After decades of loyal service, our 1985 Amada shear has officially earned its ride into the sunset. That machine cut a lot of steel, paid for itself many times over, and proved what good old-school craftsmanship and solid iron can do. But as much as we respect the classics, there comes a point where keeping things moving means turning the page.
This upgrade wasn’t about adding equipment for the sake of it. It was about tightening up the front end of fabrication and making sure the material we’re cutting today keeps up with the work we’re building now.
What This Adds to Our Shop
The Gator VIPER 3016 gives us in-house shear cutting capacity from 18 gauge through 5/8" carbon steel, up to 3/8" stainless, in lengths up to 10 feet. That range covers a large share of the fabricated parts we see every day—formed components, weldments, structural pieces, and flat blanks that need to stay predictable before the next operation.
For us, it means fewer workarounds and less dependence on outside cutting. For customers, it means cleaner starts and more consistent parts heading into forming and welding.
What Shear Cutting Is—and What to Expect
Shear cutting is a mechanical process. Two blades pass each other and separate the material using force. No heat, no melting, and no heat-affected zone. That doesn’t mean the material doesn’t move, though.
Depending on thickness, width, grain direction, and length, shearing can introduce minor twist or camber, especially on longer or heavier blanks. That’s normal behavior. The important part is that it’s predictable and usually addressed later during rolling, press brake forming, fit-up, or welding—where parts naturally pull true.
Where Shearing Makes Sense
There’s no single “best” cutting method. Laser, plasma, waterjet, and shearing all have their place depending on the application and tolerance requirements.

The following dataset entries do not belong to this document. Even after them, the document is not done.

//! YAML writer for customer sets.

use std::collections::BTreeMap;
use std::fs::{self, File};
use std::io::Write;
use std::path::Path;

use serde::Serialize;

use crate::customer::{CapacityBundle, CustomerSet, CustomerStructure, EntityType};
use crate::descriptor::{BaseCapacity, CapacityDescriptor};
use crate::error::Result;
use crate::influence::InfluenceFactors;

/// Capacity representation for YAML serialization.
#[derive(Debug, Serialize)]
struct YamlCapacity<'a> {
    name: &'a str,
    #[serde(skip_serializing_if = "Option::is_none")]
    description: Option<&'a str>,
    base_capacity: &'a BaseCapacity,
    influence_factors: &'a InfluenceFactors,
    #[serde(skip_serializing_if = "BTreeMap::is_empty")]
    substructures: BTreeMap<&'a str, serde_yaml_ng::Value>,
}

impl<'a> YamlCapacity<'a> {
    fn new(capacity: &'a CapacityDescriptor) -> Result<Self> {
        let substructures = capacity
            .substructures()
            .iter()
            .map(|(tag, sub)| Ok((tag.as_str(), sub.to_yaml_value()?)))
            .collect::<Result<_>>()?;

        Ok(Self {
            name: capacity.name(),
            description: Some(capacity.description()).filter(|d| !d.is_empty()),
            base_capacity: capacity.base_capacity(),
            influence_factors: capacity.influence(),
            substructures,
        })
    }
}

/// Bundle representation for YAML serialization.
#[derive(Debug, Serialize)]
struct YamlBundle<'a> {
    name: &'a str,
    capacities: Vec<YamlCapacity<'a>>,
}

impl<'a> YamlBundle<'a> {
    fn new(bundle: &'a CapacityBundle) -> Result<Self> {
        Ok(Self {
            name: &bundle.name,
            capacities: bundle
                .capacities
                .iter()
                .map(YamlCapacity::new)
                .collect::<Result<_>>()?,
        })
    }
}

/// Customer representation for YAML serialization.
#[derive(Debug, Serialize)]
struct YamlCustomer<'a> {
    name: &'a str,
    #[serde(skip_serializing_if = "Option::is_none")]
    creator_key: Option<&'a str>,
    count: u32,
    bundle_count: u32,
    #[serde(skip_serializing_if = "Option::is_none")]
    entity_type: Option<EntityType>,
    bundles: Vec<YamlBundle<'a>>,
}

impl<'a> YamlCustomer<'a> {
    fn new(customer: &'a CustomerStructure) -> Result<Self> {
        Ok(Self {
            name: &customer.name,
            creator_key: customer.creator_key.as_deref(),
            count: customer.count,
            bundle_count: customer.bundle_count,
            entity_type: customer.entity_type,
            bundles: customer
                .bundles
                .iter()
                .map(YamlBundle::new)
                .collect::<Result<_>>()?,
        })
    }
}

#[derive(Debug, Serialize)]
struct YamlRejected<'a> {
    name: &'a str,
    error: String,
}

/// Full document representation for YAML serialization.
#[derive(Debug, Serialize)]
struct YamlCustomerSet<'a> {
    customers: Vec<YamlCustomer<'a>>,
    #[serde(skip_serializing_if = "Vec::is_empty")]
    rejected: Vec<YamlRejected<'a>>,
}

/// Indent block sequences under their parent key.
///
/// serde_yaml_ng places `- ` items at the same column as the key that owns
/// them; this shifts every open sequence level two columns to the right.
fn indent_yaml_sequences(yaml: &str) -> String {
    let mut lines = Vec::new();
    let mut open: Vec<usize> = Vec::new();

    for line in yaml.lines() {
        let trimmed = line.trim_start();
        if trimmed.is_empty() {
            lines.push(String::new());
            continue;
        }

        let indent = line.len() - trimmed.len();
        let is_item = trimmed.starts_with("- ");
        while open
            .last()
            .is_some_and(|&level| indent < level || (indent == level && !is_item))
        {
            open.pop();
        }
        if is_item && open.last() != Some(&indent) {
            open.push(indent);
        }

        lines.push(format!("{}{trimmed}", " ".repeat(indent + open.len() * 2)));
    }

    lines.join("\n")
}

/// Render a customer set as a YAML document.
///
/// Substructures are rendered through their own
/// [`to_yaml_value`](crate::registry::CapacitySubstructure::to_yaml_value).
///
/// # Errors
/// Returns `YamlSerialization` if any part fails to serialize.
pub fn generate_yaml(set: &CustomerSet) -> Result<String> {
    let document = YamlCustomerSet {
        customers: set
            .customers
            .iter()
            .map(YamlCustomer::new)
            .collect::<Result<_>>()?,
        rejected: set
            .rejected
            .iter()
            .map(|r| YamlRejected {
                name: &r.name,
                error: r.error.to_string(),
            })
            .collect(),
    };

    let yaml = indent_yaml_sequences(&serde_yaml_ng::to_string(&document)?);
    let lines: Vec<&str> = yaml.lines().map(str::trim_end).collect();
    Ok(format!("---\n{}\n", lines.join("\n")))
}

/// Write a customer set to `path` as YAML.
///
/// Writes to a temp file beside `path`, syncs it, then renames it over the
/// destination so a crash never leaves a half-written file behind.
///
/// # Errors
/// Returns `Io` on filesystem failures, otherwise as [`generate_yaml`].
pub fn save_yaml(set: &CustomerSet, path: &Path) -> Result<()> {
    let content = generate_yaml(set)?;

    if let Some(parent) = path.parent().filter(|p| !p.as_os_str().is_empty()) {
        fs::create_dir_all(parent)?;
    }
    let file_name = path
        .file_name()
        .map(|n| n.to_string_lossy().into_owned())
        .unwrap_or_else(|| "customers.yaml".to_string());
    let temp_file = path.with_file_name(format!(".{file_name}.tmp"));

    {
        let mut file = File::create(&temp_file)?;
        file.write_all(content.as_bytes())?;
        file.sync_all()?;
    }

    #[cfg(target_os = "windows")]
    if path.exists() {
        fs::remove_file(path)?;
    }

    fs::rename(&temp_file, path)?;
    tracing::debug!(path = %path.display(), "Saved customer YAML");
    Ok(())
}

Shearing makes sense when:
Cuts are straight
Parts are long
Material is thicker
Volumes are low to medium
Speed matters
Tolerances are flexible
The biggest advantage here is throughput. No programming, no pierce cycles, and no slowdown as material thickness increases. Set the backgauge, make the cut, move on. When parts are headed into forming or welding, that speed matters.
Edge Quality and Tolerances
A shear cut edge has a recognizable profile: slight rollover at the top, a smooth burnished zone, and a fracture zone below. Depending on material and thickness, a light burr may be present. That’s standard and accounted for.

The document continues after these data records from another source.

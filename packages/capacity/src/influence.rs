//! Influence factors of a capacity: skew curves, weather influences, price
//! elasticity and curtailment.

use roxmltree::Node;
use serde::Serialize;

use crate::error::Result;
use crate::range::RangeTable;
use crate::types::AttributeEnum;
use crate::xml::{
    find_descendant, parse_array_attribute, parse_enum_attribute, parse_f64_attribute,
    parse_table_attribute, require_descendant, RawElement,
};

/// How an external factor modifies base capacity.
#[derive(Debug, Clone, Copy, PartialEq, Eq, Serialize)]
#[serde(rename_all = "SCREAMING_SNAKE_CASE")]
pub enum InfluenceKind {
    /// The table value is applied for the observed factor value.
    Direct,
    /// The table is keyed by deviation from a reference value.
    Deviation,
    /// The factor has no influence.
    None,
}

impl AttributeEnum for InfluenceKind {
    const VARIANTS: &'static [&'static str] = &["DIRECT", "DEVIATION", "NONE"];

    fn from_attribute(value: &str) -> Option<Self> {
        match value {
            "DIRECT" => Some(Self::Direct),
            "DEVIATION" => Some(Self::Deviation),
            "NONE" => Some(Self::None),
            _ => None,
        }
    }

    fn as_str(&self) -> &'static str {
        match self {
            Self::Direct => "DIRECT",
            Self::Deviation => "DEVIATION",
            Self::None => "NONE",
        }
    }
}

/// Price-responsiveness model choice.
#[derive(Debug, Clone, Copy, PartialEq, Eq, Serialize)]
#[serde(rename_all = "SCREAMING_SNAKE_CASE")]
pub enum ElasticityModelType {
    Continuous,
    Stepwise,
}

impl AttributeEnum for ElasticityModelType {
    const VARIANTS: &'static [&'static str] = &["CONTINUOUS", "STEPWISE"];

    fn from_attribute(value: &str) -> Option<Self> {
        match value {
            "CONTINUOUS" => Some(Self::Continuous),
            "STEPWISE" => Some(Self::Stepwise),
            _ => None,
        }
    }

    fn as_str(&self) -> &'static str {
        match self {
            Self::Continuous => "CONTINUOUS",
            Self::Stepwise => "STEPWISE",
        }
    }
}

/// One weather influence.
///
/// The table is empty exactly when the kind is `None`. Only the temperature
/// factor carries a reference, and only for `Deviation`.
#[derive(Debug, Clone, PartialEq, Serialize)]
pub struct InfluenceFactor {
    kind: InfluenceKind,
    #[serde(skip_serializing_if = "RangeTable::is_empty")]
    table: RangeTable,
    #[serde(skip_serializing_if = "Option::is_none")]
    reference: Option<f64>,
}

impl InfluenceFactor {
    /// A factor without influence.
    #[must_use]
    pub fn none() -> Self {
        Self {
            kind: InfluenceKind::None,
            table: RangeTable::new(),
            reference: None,
        }
    }

    #[must_use]
    pub fn kind(&self) -> InfluenceKind {
        self.kind
    }

    /// Lookup table keyed by the factor's domain value.
    #[must_use]
    pub fn table(&self) -> &RangeTable {
        &self.table
    }

    /// Reference temperature of a deviation-kind temperature factor.
    #[must_use]
    pub fn reference(&self) -> Option<f64> {
        self.reference
    }

    /// Whether the factor influences capacity at all.
    #[must_use]
    pub fn is_active(&self) -> bool {
        self.kind != InfluenceKind::None
    }

    /// Decode `<tag influence=".." {map_attribute}="..">` under `section`.
    fn decode(section: Node<'_, '_>, tag: &str, map_attribute: &str) -> Result<Self> {
        let node = require_descendant(section, tag)?;
        let kind: InfluenceKind = parse_enum_attribute(node, "influence")?;
        if kind == InfluenceKind::None {
            return Ok(Self::none());
        }

        Ok(Self {
            kind,
            table: parse_table_attribute(node, map_attribute)?,
            reference: None,
        })
    }

    /// Temperature additionally requires `reference` for the deviation kind.
    fn decode_temperature(section: Node<'_, '_>) -> Result<Self> {
        let mut factor = Self::decode(section, "temperature", "rangeMap")?;
        if factor.kind == InfluenceKind::Deviation {
            let node = require_descendant(section, "temperature")?;
            factor.reference = Some(parse_f64_attribute(node, "reference")?);
        }
        Ok(factor)
    }
}

/// Elasticity model, validated but left for the pricing side to interpret.
#[derive(Debug, Clone, PartialEq, Serialize)]
pub struct ElasticityModel {
    kind: ElasticityModelType,
    element: RawElement,
}

impl ElasticityModel {
    #[must_use]
    pub fn kind(&self) -> ElasticityModelType {
        self.kind
    }

    /// The `<elasticityModel>` element as configured.
    #[must_use]
    pub fn element(&self) -> &RawElement {
        &self.element
    }
}

/// Everything decoded from `<influenceFactors>`.
#[derive(Debug, Clone, PartialEq, Serialize)]
pub struct InfluenceFactors {
    daily_skew: Vec<f64>,
    hourly_skew: Vec<f64>,
    temperature: InfluenceFactor,
    wind_speed: InfluenceFactor,
    wind_direction: InfluenceFactor,
    cloud_cover: InfluenceFactor,
    benchmark_rates: RangeTable,
    elasticity_model: ElasticityModel,
    #[serde(skip_serializing_if = "Option::is_none")]
    curtailment_shifts: Option<Vec<f64>>,
}

impl InfluenceFactors {
    /// Decode an `<influenceFactors>` section.
    ///
    /// Order: skews, temperature, wind speed, wind direction, cloud cover,
    /// price elasticity, then the optional curtailment.
    ///
    /// # Errors
    /// Returns the first missing, malformed or out-of-set value.
    pub fn decode(node: Node<'_, '_>) -> Result<Self> {
        let daily_skew = parse_array_attribute(require_descendant(node, "dailySkew")?, "array")?;
        let hourly_skew = parse_array_attribute(require_descendant(node, "hourlySkew")?, "array")?;

        let temperature = InfluenceFactor::decode_temperature(node)?;
        let wind_speed = InfluenceFactor::decode(node, "windSpeed", "rangeMap")?;
        let wind_direction = InfluenceFactor::decode(node, "windDirection", "rangeMap")?;
        let cloud_cover = InfluenceFactor::decode(node, "cloudCover", "percentMap")?;

        let price_elasticity = require_descendant(node, "priceElasticity")?;
        let benchmark_rates = parse_table_attribute(
            require_descendant(price_elasticity, "benchmarkRates")?,
            "rangeMap",
        )?;
        let model = require_descendant(price_elasticity, "elasticityModel")?;
        let elasticity_model = ElasticityModel {
            kind: parse_enum_attribute(model, "type")?,
            element: RawElement::capture(model),
        };

        let curtailment_shifts = find_descendant(node, "curtailment")
            .map(|c| parse_array_attribute(c, "shifts"))
            .transpose()?;

        tracing::debug!(
            temperature = temperature.kind.as_str(),
            wind_speed = wind_speed.kind.as_str(),
            wind_direction = wind_direction.kind.as_str(),
            cloud_cover = cloud_cover.kind.as_str(),
            elasticity = elasticity_model.kind.as_str(),
            curtailment = curtailment_shifts.is_some(),
            "Decoded influence factors"
        );

        Ok(Self {
            daily_skew,
            hourly_skew,
            temperature,
            wind_speed,
            wind_direction,
            cloud_cover,
            benchmark_rates,
            elasticity_model,
            curtailment_shifts,
        })
    }

    /// Multipliers by day index.
    #[must_use]
    pub fn daily_skew(&self) -> &[f64] {
        &self.daily_skew
    }

    /// Multipliers by hour index.
    #[must_use]
    pub fn hourly_skew(&self) -> &[f64] {
        &self.hourly_skew
    }

    /// Keyed by degrees Celsius.
    #[must_use]
    pub fn temperature(&self) -> &InfluenceFactor {
        &self.temperature
    }

    /// Keyed by m/s.
    #[must_use]
    pub fn wind_speed(&self) -> &InfluenceFactor {
        &self.wind_speed
    }

    /// Keyed by angle, 0 to 360.
    #[must_use]
    pub fn wind_direction(&self) -> &InfluenceFactor {
        &self.wind_direction
    }

    /// Keyed by percent, 0 (clear) to 100 (overcast).
    #[must_use]
    pub fn cloud_cover(&self) -> &InfluenceFactor {
        &self.cloud_cover
    }

    /// Keyed by hour of day.
    #[must_use]
    pub fn benchmark_rates(&self) -> &RangeTable {
        &self.benchmark_rates
    }

    #[must_use]
    pub fn elasticity_model(&self) -> &ElasticityModel {
        &self.elasticity_model
    }

    /// Shifts by timeslot, if a `<curtailment>` element was present.
    #[must_use]
    pub fn curtailment_shifts(&self) -> Option<&[f64]> {
        self.curtailment_shifts.as_deref()
    }
}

With proper setup and material handling, our shear cutting tolerances are typically around ±1/64" but can be slightly tighter or greater depending on factors previously mentioned. That level of accuracy works well for press brake work, rolled parts, weldments, and structural assemblies. As material gets thicker and parts get longer, some variation is normal.
If a job requires tighter tolerances or specific edge conditions, that’s something we address upfront so the right process is used.
Post-Processing Is Part of Fabrication
Shearing cuts the material to size. What happens next depends on how the part is used.
Typical follow-up work includes deburring, edge breaking, grinding where needed, and then forming or welding into assemblies. That’s standard fabrication work; it's as simple as that.
What This Means Going Forward
This new shear gives us more control at the front end of fabrication. Long blanks for forming, plate for weldments, and structural components are all areas where straight cuts and speed matter more than complex geometry.
It also gives us flexibility when things change. Revisions happen. Lengths get adjusted. Materials get swapped. Having this capability in-house lets us keep jobs moving instead of waiting on outside processing.
Bottom Line
The Gator VIPER 3016 strengthens how we prep material—plain and simple. Covering 18 gauge through 5/8", moving material fast, and delivering consistent starts for the kind of fabrication work we do every day.
The old Amada earned its keep. This new shear makes sure we’re ready for what’s next.
Franklin Sheet Metal - Getting it right from the first cut.